Ask anyone who's torn their rotator cuff, and they'll tell you just how painful and inconvenient it is. We got to follow Dr. David Lintner through a state-of-the-art procedure at Houston Methodist Hospital. He showed us how he's now able to harvest a patient's own stem cells and inject them into their injured area. "This is huge! While we've been doing rotator cuff repairs for generations, it's been an operation and around forever, it's been very problematic, difficult to get the rotator cuff to heal on a consistent basis, with the stem cells & the other growth factors that come from the bone marrow, we're seeing very promising results. Getting the repair to heal and stay healed for years," exclaims Dr. Lintner. He's the Chief of Sports Medicine, so Dr. Lintner takes care of all types of injuries.
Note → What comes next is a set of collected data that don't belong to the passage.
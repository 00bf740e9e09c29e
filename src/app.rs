//! Application Root
//!
//! Startup (load snapshot, daily rollover), the shared 1-second tick, the
//! debounced search, timer-expiry sweeps and the staged decision-picker
//! reveal all live here; the pages below only render and dispatch.

use chrono::NaiveDate;
use gloo_timers::callback::{Interval, Timeout};
use leptos::prelude::*;
use reactive_stores::Store;
use wasm_bindgen::JsCast;

use crate::components::{
    CalendarPage, Dashboard, DayDetail, EditModal, EditTarget, ListsPage, ToastStack,
};
use crate::components::quick_nav::scroll_to;
use crate::context::AppContext;
use crate::models::{Category, Item, Tab, Toast, ToastKind};
use crate::picker::{self, DecisionPhase};
use crate::store::{self, AppState, AppStateStoreFields};
use crate::timer::ExpiryTracker;
use crate::{platform, storage, views};

/// Delay between the last keystroke and the search actually running.
const SEARCH_DEBOUNCE_MS: u32 = 300;
/// Drum-roll length before the picker reveals its winner.
const REVEAL_MS: u32 = 600;
/// How long the winner banner and highlight linger.
const CLEAR_MS: u32 = 4_000;

const TAB_BUTTONS: &[(Tab, &str, &str)] = &[
    (Tab::Dashboard, "📊", "總覽"),
    (Tab::Calendar, "📅", "日曆"),
    (Tab::Lists, "📋", "清單"),
];

#[component]
pub fn App() -> impl IntoView {
    // Load the snapshot and run the once-per-day rollover before anything
    // renders, so the store never holds stale Daily completions.
    let mut items = storage::load_items();
    let today = storage::today_string();
    let marker = storage::last_reset_date();
    let rollover = store::daily_reset(&mut items, marker.as_deref(), &today);
    if rollover.ran {
        storage::save_items(&items);
        storage::set_last_reset_date(&today);
    }

    let store = Store::new(AppState { items });
    provide_context(store);

    let (now_ms, set_now_ms) = signal(js_sys::Date::now() as i64);
    let ctx = AppContext::new(
        now_ms,
        signal(Vec::new()),
        signal(None),
        signal(Tab::Dashboard),
    );
    provide_context(ctx);
    ctx.dispatch(rollover.toast);

    // Shared wall-clock tick; every timer readout derives from it.
    let ticker = Interval::new(1_000, move || {
        let _ = set_now_ms.try_set(js_sys::Date::now() as i64);
    });
    let ticker = StoredValue::new_local(Some(ticker));
    on_cleanup(move || ticker.update_value(|t| drop(t.take())));

    // Expiry sweep on every tick; each countdown fires its alert once.
    let tracker = StoredValue::new(ExpiryTracker::new());
    Effect::new(move |_| {
        let now = now_ms.get();
        let items = store.items().get();
        let expired = tracker
            .try_update_value(|t| t.sweep(&items, now))
            .unwrap_or_default();
        for id in expired {
            if let Some(item) = items.iter().find(|i| i.id == id) {
                platform::notify_timer_expired(item);
                ctx.toast(Toast::new(
                    format!("「{}」時間到！", item.title),
                    ToastKind::Info,
                ));
            }
        }
    });

    // Search input is applied after a short debounce; replacing the pending
    // timeout drops (and thereby cancels) the previous one.
    let (raw_query, set_raw_query) = signal(String::new());
    let (query, set_query) = signal(String::new());
    let debounce = StoredValue::new_local(None::<Timeout>);
    let on_search = move |ev: web_sys::Event| {
        let value = ev
            .target()
            .and_then(|t| t.dyn_ref::<web_sys::HtmlInputElement>().map(|i| i.value()))
            .unwrap_or_default();
        set_raw_query.set(value.clone());
        let pending = Timeout::new(SEARCH_DEBOUNCE_MS, move || {
            let _ = set_query.try_set(value);
        });
        debounce.update_value(|slot| *slot = Some(pending));
    };
    let searching = move || raw_query.get() != query.get();

    let filtered = Memo::new(move |_| {
        let items = store.items().get();
        views::filter_by_search(&items, &query.get())
            .into_iter()
            .cloned()
            .collect::<Vec<Item>>()
    });

    let (edit_target, set_edit_target) = signal(None::<EditTarget>);
    let (day_detail, set_day_detail) = signal(None::<NaiveDate>);
    let on_edit = Callback::new(move |item: Item| {
        set_edit_target.set(Some(EditTarget::Edit(item)));
    });

    // Staged pick: drum-roll banner, then reveal + highlight + scroll, then
    // everything clears. Starting a new pick drops both pending timeouts.
    let (decision, set_decision) = signal(None::<DecisionPhase>);
    let reveal_handle = StoredValue::new_local(None::<Timeout>);
    let clear_handle = StoredValue::new_local(None::<Timeout>);
    let on_pick = Callback::new(move |category: Option<Category>| {
        let pool = picker::candidates(&store.items().get(), category);
        if pool.is_empty() {
            ctx.toast(Toast::new("該類別已全部完成或無行程！", ToastKind::Info));
            return;
        }
        ctx.set_highlighted(None);
        set_decision.set(Some(DecisionPhase::Pending));
        let reveal = Timeout::new(REVEAL_MS, move || {
            let Some(winner) = picker::pick(&pool, picker::js_roll) else {
                return;
            };
            let id = winner.id;
            let _ = set_decision.try_set(Some(DecisionPhase::Resolved {
                item_id: id,
                title: winner.title.clone(),
            }));
            ctx.set_highlighted(Some(id));
            ctx.set_tab(winner.category.home_tab());
            // Let the target tab render before scrolling to the card.
            Timeout::new(100, move || scroll_to(&format!("item-{id}"))).forget();
            let clear = Timeout::new(CLEAR_MS, move || {
                let _ = set_decision.try_set(None);
                ctx.set_highlighted(None);
            });
            clear_handle.update_value(|slot| *slot = Some(clear));
        });
        reveal_handle.update_value(|slot| *slot = Some(reveal));
    });

    on_cleanup(move || {
        debounce.update_value(|slot| {
            slot.take();
        });
        reveal_handle.update_value(|slot| {
            slot.take();
        });
        clear_handle.update_value(|slot| {
            slot.take();
        });
    });

    view! {
        <div class="app">
            <header class="app-header">
                <div class="app-title">
                    <h1>"靑凪旅程"</h1>
                    <span class="app-subtitle">"2026.04 台灣"</span>
                </div>
                <div class="search-box">
                    <input
                        type="search"
                        class="search-input"
                        placeholder="搜尋行程、備註..."
                        prop:value=move || raw_query.get()
                        on:input=on_search
                    />
                    {move || searching().then(|| view! { <span class="search-spinner" /> })}
                </div>
                <button
                    class="add-btn"
                    on:click=move |_| set_edit_target.set(Some(EditTarget::New { date: None }))
                >
                    "＋"
                </button>
            </header>

            {move || decision.get().map(|phase| {
                let banner_class = match phase {
                    DecisionPhase::Pending => "decision-banner pending",
                    DecisionPhase::Resolved { .. } => "decision-banner resolved",
                };
                view! { <div class=banner_class>{phase.banner()}</div> }
            })}

            <main class="app-main">
                {move || match ctx.tab.get() {
                    Tab::Dashboard => view! {
                        <Dashboard
                            filtered=filtered
                            query=query
                            on_edit=on_edit
                            on_pick=on_pick
                        />
                    }
                    .into_any(),
                    Tab::Calendar => view! {
                        <CalendarPage
                            on_date_select=move |date| set_day_detail.set(Some(date))
                            on_edit=on_edit
                        />
                    }
                    .into_any(),
                    Tab::Lists => view! {
                        <ListsPage filtered=filtered on_edit=on_edit on_pick=on_pick />
                    }
                    .into_any(),
                }}
            </main>

            <nav class="tab-bar">
                {TAB_BUTTONS.iter().map(|(tab, icon, label)| {
                    let tab = *tab;
                    view! {
                        <button
                            class=move || {
                                if ctx.tab.get() == tab { "tab-btn active" } else { "tab-btn" }
                            }
                            on:click=move |_| ctx.set_tab(tab)
                        >
                            <span class="tab-icon">{*icon}</span>
                            <span class="tab-label">{*label}</span>
                        </button>
                    }
                }).collect_view()}
            </nav>

            {move || edit_target.get().map(|target| view! {
                <EditModal
                    target=target
                    on_close=move |_: ()| set_edit_target.set(None)
                />
            })}

            {move || day_detail.get().map(|date| view! {
                <DayDetail
                    date=date
                    on_close=move |_: ()| set_day_detail.set(None)
                    on_edit=on_edit
                    on_add=move |date: NaiveDate| {
                        set_edit_target.set(Some(EditTarget::New { date: Some(date) }));
                    }
                />
            })}

            <ToastStack />
        </div>
    }
}
//! Progress Bar Component
//!
//! Four-segment 25/50/75/100 progress control for costume items.
//! Tapping the current segment steps back 25; tapping any other segment
//! jumps to it.

use leptos::prelude::*;

const STEPS: &[u8] = &[25, 50, 75, 100];

#[component]
pub fn ProgressBar(progress: u8, #[prop(into)] on_change: Callback<u8>) -> impl IntoView {
    view! {
        <div class="progress-bar" title="點擊切換進度">
            <div class="progress-label">
                <span class="progress-caption">"Completion"</span>
                <span class=move || {
                    if progress == 100 { "progress-value done" } else { "progress-value" }
                }>
                    {progress} "%"
                </span>
            </div>
            <div class="progress-segments">
                {STEPS.iter().map(|step| {
                    let step = *step;
                    let filled = progress >= step;
                    let current = progress == step;
                    view! {
                        <div
                            class=move || {
                                match (filled, current) {
                                    (_, true) => "progress-segment filled current",
                                    (true, false) => "progress-segment filled",
                                    (false, false) => "progress-segment",
                                }
                            }
                            on:click=move |ev| {
                                ev.stop_propagation();
                                let next = if current && step != 100 { step - 25 } else { step };
                                on_change.run(next);
                            }
                        />
                    }
                }).collect_view()}
            </div>
        </div>
    }
}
Patients say it's less painful after surgery, than other procedures, as well. Keith Sanborn agrees. Dr. Lintner repaired one of his rotator cuffs five years ago. after he damaged it deep sea fishing and mountain biking, then Dr. Lintner repaired his other one four months ago. "It turned out great! My recovery time compared to last time, almost cut in half, a third - it took me a good six months to get over the last one with rehab and everything else, and then a year and a half before fully there," explains Keith. Now four months out, he has 100 percent range and no pain, which means it's more time to get and do the things he loves, like deep sea fishing and cycling.
"They told me about the option - I said, sign me up! I'm all in," says Keith.
"We've used bone marrow for years, in the knee, tendon injuries, but we haven't had the technology to concentrate the most useful parts of the bone marrow right there in the O.R. You could take it from elsewhere in the body and then concentrate and inject it. BioMed Company found a way to do it right then and there when the patient was having surgery! Get the bone marrow and use it all in one setting," says Dr. Lintner.
There's no additional scarring from using your own stem cells either. "We routinely punch holes in the bone to fix suture anchors, so we're making holes in the bone anyway, through those holes, we introduce a metal tube into the bone marrow and pull the bone marrow out. everyone's bone marrow has stem cells and also has growth factors," says Dr. Lintner.
Dr. Lintner says the procedure also works well for meniscus and ACL repairs.